## YOUR INSTRUCTIONS
For each line of the data below, copy it if it holds the word "Mutex".

** PROVIDED RECORDS follows **

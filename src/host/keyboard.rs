//! Keyboard state
//!
//! `KeyboardState` is fed by the embedder (`press`/`release`) and serves
//! both sampling (`KEY ... INTO`) and edge events (`ONKEY`).

use std::collections::HashSet;
use std::sync::{Mutex, PoisonError};
use tokio::sync::broadcast;

use super::{KeyEvent, Keyboard};
use crate::interpreter::types::KeyPhase;

const EVENT_CAPACITY: usize = 64;

#[derive(Debug)]
pub struct KeyboardState {
    down: Mutex<HashSet<String>>,
    events: broadcast::Sender<KeyEvent>,
}

impl Default for KeyboardState {
    fn default() -> Self {
        Self::new()
    }
}

impl KeyboardState {
    pub fn new() -> Self {
        let (events, _) = broadcast::channel(EVENT_CAPACITY);
        Self {
            down: Mutex::new(HashSet::new()),
            events,
        }
    }

    pub fn press(&self, key: &str) {
        let newly_down = self
            .down
            .lock()
            .unwrap_or_else(PoisonError::into_inner)
            .insert(key.to_string());
        // Auto-repeat does not produce another edge
        if newly_down {
            self.emit(key, KeyPhase::Down);
        }
    }

    pub fn release(&self, key: &str) {
        let was_down = self
            .down
            .lock()
            .unwrap_or_else(PoisonError::into_inner)
            .remove(key);
        if was_down {
            self.emit(key, KeyPhase::Up);
        }
    }

    fn emit(&self, key: &str, phase: KeyPhase) {
        // No subscribers is fine
        let _ = self.events.send(KeyEvent {
            key: key.to_string(),
            phase,
        });
    }
}

impl Keyboard for KeyboardState {
    fn is_key_down(&self, key: &str) -> bool {
        self.down
            .lock()
            .unwrap_or_else(PoisonError::into_inner)
            .contains(key)
    }

    fn subscribe(&self) -> Option<broadcast::Receiver<KeyEvent>> {
        Some(self.events.subscribe())
    }
}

** End of PROVIDED RECORDS **

## YOUR RESPONSE
use std::sync::{Mutex, PoisonError};
    down: Mutex<HashSet<String>>,
            down: Mutex::new(HashSet::new()),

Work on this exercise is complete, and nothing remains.